Start of Records supplied

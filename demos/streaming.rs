//! Server-sent events with stream metrics.
//!
//! ```text
//! cargo run --example streaming
//! curl -N localhost:8000/stream
//! ```

use axum::{
    Router,
    extract::State,
    response::{IntoResponse, Response},
    routing::get,
};
use futures::StreamExt;
use promway::metrics::{
    MetricsCollector, MetricsLayer, install_global, metrics_router, streaming_response,
    track_stream,
};
use std::convert::Infallible;
use std::sync::Arc;
use std::time::Duration;

fn ticks() -> impl futures::Stream<Item = Result<String, Infallible>> + Send + 'static {
    futures::stream::iter(0..10).then(|i| async move {
        tokio::time::sleep(Duration::from_millis(100)).await;
        Ok(format!("data: {}\n\n", i))
    })
}

async fn stream(State(collector): State<Arc<MetricsCollector>>) -> Response {
    streaming_response(ticks(), "/stream", collector)
}

// Same stream, instrumented through the global collector
async fn stream_global() -> Response {
    match track_stream(ticks(), "/stream2") {
        Ok(stream) => stream.into_response(),
        Err(e) => {
            tracing::error!(error = %e, "no global collector");
            Response::new(axum::body::Body::empty())
        }
    }
}

#[tokio::main]
async fn main() -> promway::Result<()> {
    promway::init_tracing();

    let collector = Arc::new(MetricsCollector::new("streaming")?);
    install_global(collector.clone())?;

    let app = Router::new()
        .route("/stream", get(stream))
        .route("/stream2", get(stream_global))
        .with_state(collector.clone())
        .merge(metrics_router(collector.clone(), "/metrics"))
        .layer(MetricsLayer::new(collector).skip_paths(["/metrics"]));

    let listener = tokio::net::TcpListener::bind("0.0.0.0:8000").await?;
    axum::serve(listener, app).await?;

    Ok(())
}
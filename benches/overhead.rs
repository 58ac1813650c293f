use axum::http::Request;
use axum::{Router, extract::Path, routing::get};
use criterion::{Criterion, black_box, criterion_group, criterion_main};
use futures::StreamExt;
use promway::metrics::{MetricsCollector, MetricsLayer, MetricsStream, add_token_usage};
use std::sync::Arc;
use tower::ServiceExt;

// Raw Axum hello world
fn raw_axum_hello() -> Router {
    Router::new().route("/hello", get(|| async { "Hello, World!" }))
}

// Same route behind the metrics layer
fn instrumented_hello() -> Router {
    let collector = Arc::new(MetricsCollector::new("bench").unwrap());
    Router::new()
        .route("/hello", get(|| async { "Hello, World!" }))
        .route(
            "/users/:id",
            get(|Path(id): Path<u64>| async move {
                add_token_usage(id, 1).unwrap();
                "user"
            }),
        )
        .layer(MetricsLayer::new(collector))
}

async fn make_request(router: &Router, path: &str) {
    let req = Request::builder()
        .uri(path)
        .body(axum::body::Body::empty())
        .unwrap();

    let _response = router.clone().oneshot(req).await.unwrap();
}

fn benchmark_hello_world(c: &mut Criterion) {
    let mut group = c.benchmark_group("hello_world");

    let raw_router = raw_axum_hello();
    let instrumented_router = instrumented_hello();

    let rt = tokio::runtime::Runtime::new().unwrap();

    group.bench_function("raw_axum", |b| {
        b.iter(|| {
            rt.block_on(make_request(black_box(&raw_router), "/hello"));
        });
    });

    group.bench_function("instrumented", |b| {
        b.iter(|| {
            rt.block_on(make_request(black_box(&instrumented_router), "/hello"));
        });
    });

    group.bench_function("instrumented_with_tokens", |b| {
        b.iter(|| {
            rt.block_on(make_request(black_box(&instrumented_router), "/users/42"));
        });
    });

    group.finish();
}

fn benchmark_stream_wrapper(c: &mut Criterion) {
    let mut group = c.benchmark_group("stream_100_chunks");

    let collector = Arc::new(MetricsCollector::new("bench_stream").unwrap());
    let rt = tokio::runtime::Runtime::new().unwrap();

    group.bench_function("raw", |b| {
        b.iter(|| {
            rt.block_on(async {
                let source = futures::stream::iter(0..100).map(|_| Ok::<_, ()>("data: x\n\n"));
                black_box(source.collect::<Vec<_>>().await);
            });
        });
    });

    group.bench_function("instrumented", |b| {
        b.iter(|| {
            rt.block_on(async {
                let source = futures::stream::iter(0..100).map(|_| Ok::<_, ()>("data: x\n\n"));
                let stream = MetricsStream::new(source, "/bench", collector.clone());
                black_box(stream.collect::<Vec<_>>().await);
            });
        });
    });

    group.finish();
}

criterion_group!(benches, benchmark_hello_world, benchmark_stream_wrapper);
criterion_main!(benches);
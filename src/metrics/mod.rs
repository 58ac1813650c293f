//! Prometheus metrics for axum applications.
//!
//! The [`MetricsLayer`] records request counts, latencies, sizes and in-flight
//! requests for every route it wraps. Handlers can report LLM token usage
//! through the per-request context, count exceptions with
//! [`track_exception!`](crate::track_exception), and instrument streaming
//! bodies with [`MetricsStream`].
//!
//! # Example
//!
//! ```rust,no_run
//! use axum::{Router, routing::get};
//! use promway::metrics::{MetricsCollector, MetricsConfig, build_metrics_layer, metrics_router};
//! use std::sync::Arc;
//!
//! # fn build() -> promway::Result<Router> {
//! let config = MetricsConfig::default();
//! let collector = Arc::new(MetricsCollector::new(&config.prefix)?);
//!
//! let mut app = Router::new()
//!     .route("/hello", get(|| async { "hi" }))
//!     .merge(metrics_router(collector.clone(), &config.path));
//!
//! if let Some(layer) = build_metrics_layer(collector, &config) {
//!     app = app.layer(layer);
//! }
//! # Ok(app)
//! # }
//! ```

mod collector;
mod config;
mod context;
mod exceptions;
mod export;
mod global;
mod handler;
mod labels;
mod middleware;
mod streaming;

pub use collector::{InFlightGuard, MetricsCollector};
pub use config::{MetricsConfig, MetricsConfigBuilder};
pub use context::{RequestContext, TokenUsage, add_token_usage, set_token_usage, token_usage};
pub use exceptions::{
    HandlerFailure, track_detailed_exception, track_exception_in, track_global_exception,
};
pub use export::{FileExporter, write_snapshot, write_snapshot_blocking};
pub use global::{global, install_global, try_global};
pub use handler::{metrics_handler, metrics_router};
pub use labels::{RequestLabels, SkipList, normalize_path};
pub use middleware::{MetricsLayer, MetricsService, build_metrics_layer};
pub use streaming::{ChunkSize, MetricsStream, streaming_response, track_stream};
//! Label derivation for request metrics.
//!
//! The `path` label must stay low-cardinality. The matched route template
//! (`/users/:id`) is used whenever the router produced one; requests that did
//! not match a route fall back to [`normalize_path`].

use axum::extract::{MatchedPath, Request};
use std::collections::HashSet;

/// Method and path labels captured when a request enters the interceptor
#[derive(Debug, Clone, PartialEq, Eq)]
pub struct RequestLabels {
    pub method: String,
    pub path: String,
}

impl RequestLabels {
    /// Derive labels from an incoming request
    pub fn from_request(req: &Request) -> Self {
        let path = req
            .extensions()
            .get::<MatchedPath>()
            .map(|matched| matched.as_str().to_string())
            .unwrap_or_else(|| normalize_path(req.uri().path()));

        Self {
            method: req.method().as_str().to_string(),
            path,
        }
    }
}

/// Normalize a raw path for metrics (replace IDs with placeholders)
pub fn normalize_path(path: &str) -> String {
    // Numeric and UUID segments become placeholders so per-ID series are
    // folded into one.
    path.split('/')
        .map(|part| {
            if part.is_empty() {
                part
            } else if part.parse::<u64>().is_ok() {
                ":id"
            } else if part.parse::<uuid::Uuid>().is_ok() {
                ":uuid"
            } else {
                part
            }
        })
        .collect::<Vec<_>>()
        .join("/")
}

/// Paths excluded from recording
///
/// Entries ending in `*` match every path starting with the text before the
/// star. All other entries must match the path exactly.
#[derive(Debug, Clone, Default)]
pub struct SkipList {
    exact: HashSet<String>,
    prefixes: Vec<String>,
}

impl SkipList {
    pub fn new<I, P>(entries: I) -> Self
    where
        I: IntoIterator<Item = P>,
        P: AsRef<str>,
    {
        let mut list = Self::default();
        for entry in entries {
            list.insert(entry.as_ref());
        }
        list
    }

    pub fn insert(&mut self, entry: &str) {
        match entry.strip_suffix('*') {
            Some(prefix) => self.prefixes.push(prefix.to_string()),
            None => {
                self.exact.insert(entry.to_string());
            }
        }
    }

    pub fn matches(&self, path: &str) -> bool {
        self.exact.contains(path) || self.prefixes.iter().any(|p| path.starts_with(p.as_str()))
    }

    pub fn is_empty(&self) -> bool {
        self.exact.is_empty() && self.prefixes.is_empty()
    }
}

#[cfg(test)]
mod tests {
    use super::*;
    use axum::body::Body;

    #[test]
    fn test_path_normalization() {
        assert_eq!(normalize_path("/api/users/123"), "/api/users/:id");
        assert_eq!(normalize_path("/api/users"), "/api/users");
        assert_eq!(
            normalize_path("/api/users/550e8400-e29b-41d4-a716-446655440000"),
            "/api/users/:uuid"
        );
        assert_eq!(normalize_path("/orders/42/items/7"), "/orders/:id/items/:id");
        assert_eq!(normalize_path("/"), "/");
        assert_eq!(normalize_path("/v2/"), "/v2/");
    }

    #[test]
    fn test_labels_fall_back_to_normalized_path() {
        let req = Request::builder()
            .method("POST")
            .uri("/api/users/123?verbose=true")
            .body(Body::empty())
            .unwrap();

        let labels = RequestLabels::from_request(&req);
        assert_eq!(labels.method, "POST");
        assert_eq!(labels.path, "/api/users/:id");
    }

    #[test]
    fn test_skip_list_exact_and_prefix() {
        let skip = SkipList::new(["/metrics", "/internal/*"]);

        assert!(skip.matches("/metrics"));
        assert!(!skip.matches("/metrics/extra"));
        assert!(skip.matches("/internal/"));
        assert!(skip.matches("/internal/debug/vars"));
        assert!(!skip.matches("/internals"));
        assert!(!skip.matches("/api"));
    }

    #[test]
    fn test_empty_skip_list() {
        let skip = SkipList::default();
        assert!(skip.is_empty());
        assert!(!skip.matches("/metrics"));
    }
}
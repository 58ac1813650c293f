/// The main error type for promway
///
/// Everything here is an instrumentation-internal failure. Handler failures
/// and stream failures are never wrapped in this type; they are recorded and
/// handed back to the caller untouched.
#[derive(Debug, thiserror::Error)]
pub enum MetricsError {
    /// A metric family could not be registered (usually a duplicate name)
    #[error("Failed to register metric: {0}")]
    Registration(#[source] prometheus::Error),

    /// The registry snapshot could not be encoded in the text format
    #[error("Failed to encode metrics: {0}")]
    Encode(#[source] prometheus::Error),

    #[error("I/O error: {0}")]
    Io(#[from] std::io::Error),

    #[error("Invalid metric prefix: {0}")]
    InvalidPrefix(String),

    #[error("Invalid configuration: {0}")]
    InvalidConfig(String),

    #[error("A global metrics collector is already installed")]
    AlreadyInstalled,

    #[error("No global metrics collector installed")]
    NotInstalled,

    /// Token usage was written outside of an instrumented request
    #[error("No request context is active on this task")]
    NoRequestContext,
}

impl MetricsError {
    /// True when the error comes from a duplicate metric name
    pub fn is_duplicate_registration(&self) -> bool {
        matches!(self, Self::Registration(prometheus::Error::AlreadyReg))
    }
}

pub type Result<T> = std::result::Result<T, MetricsError>;
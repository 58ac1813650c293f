//! Testing utilities for instrumented applications
//!
//! - Alba-style HTTP endpoint testing without running a server
//! - A parser for the text exposition format, for asserting on metric values
//!
//! # Example
//!
//! ```rust,ignore
//! use promway::testing;
//!
//! #[tokio::test]
//! async fn test_request_is_counted() {
//!     let app = build_instrumented_app();
//!     testing::get(app.clone(), "/hello").execute().await.assert_ok();
//!
//!     let metrics = testing::get(app, "/metrics").execute().await.exposition().await;
//!     assert_eq!(metrics.metric_type("axum_http_requests_total"), Some("counter"));
//! }
//! ```

mod exposition;
mod scenario;

pub use exposition::{ExpositionSnapshot, Sample};
pub use scenario::{Scenario, ScenarioAssert, get, post};
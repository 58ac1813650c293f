//! Process-wide collector.
//!
//! Installed once at startup and read by the free-function trackers
//! ([`track_global_exception`](super::track_global_exception),
//! [`track_stream`](super::track_stream)). The identity never changes after
//! installation; only the metric values move.

use once_cell::sync::OnceCell;
use std::sync::Arc;

use super::collector::MetricsCollector;
use crate::error::{MetricsError, Result};

static GLOBAL_COLLECTOR: OnceCell<Arc<MetricsCollector>> = OnceCell::new();

/// Install the process-wide collector
///
/// Fails with [`MetricsError::AlreadyInstalled`] on a second call.
pub fn install_global(collector: Arc<MetricsCollector>) -> Result<()> {
    GLOBAL_COLLECTOR
        .set(collector)
        .map_err(|_| MetricsError::AlreadyInstalled)
}

/// The process-wide collector, if one was installed
pub fn global() -> Option<&'static Arc<MetricsCollector>> {
    GLOBAL_COLLECTOR.get()
}

/// The process-wide collector, or [`MetricsError::NotInstalled`]
pub fn try_global() -> Result<&'static Arc<MetricsCollector>> {
    global().ok_or(MetricsError::NotInstalled)
}

#[cfg(test)]
mod tests {
    use super::*;

    #[test]
    fn test_install_is_init_once() {
        let first = Arc::new(MetricsCollector::new("global_once").unwrap());
        let second = Arc::new(MetricsCollector::new("global_twice").unwrap());

        // Other unit tests may have installed a collector already; whichever
        // came first stays installed.
        let _ = install_global(first);
        assert!(global().is_some());
        assert!(try_global().is_ok());
        assert!(matches!(
            install_global(second),
            Err(MetricsError::AlreadyInstalled)
        ));
    }
}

End of Records supplied

> **Exercise requirements**
Starting with the first line of the data above, copy each line exactly until you reach the line with "promway::init_tracing();"; include that line as well.

> **Response to the task**
filename demos/streaming.rs
//! Server-sent events with stream metrics.
//!
//! ```text
//! cargo run --example streaming
//! curl -N localhost:8000/stream
//! ```

use axum::{
    Router,
    extract::State,
    response::{IntoResponse, Response},
    routing::get,
};
use futures::StreamExt;
use promway::metrics::{
    MetricsCollector, MetricsLayer, install_global, metrics_router, streaming_response,
    track_stream,
};
use std::convert::Infallible;
use std::sync::Arc;
use std::time::Duration;

fn ticks() -> impl futures::Stream<Item = Result<String, Infallible>> + Send + 'static {
    futures::stream::iter(0..10).then(|i| async move {
        tokio::time::sleep(Duration::from_millis(100)).await;
        Ok(format!("data: {}\n\n", i))
    })
}

async fn stream(State(collector): State<Arc<MetricsCollector>>) -> Response {
    streaming_response(ticks(), "/stream", collector)
}

// Same stream, instrumented through the global collector
async fn stream_global() -> Response {
    match track_stream(ticks(), "/stream2") {
        Ok(stream) => stream.into_response(),
        Err(e) => {
            tracing::error!(error = %e, "no global collector");
            Response::new(axum::body::Body::empty())
        }
    }
}

#[tokio::main]
async fn main() -> promway::Result<()> {
    promway::init_tracing();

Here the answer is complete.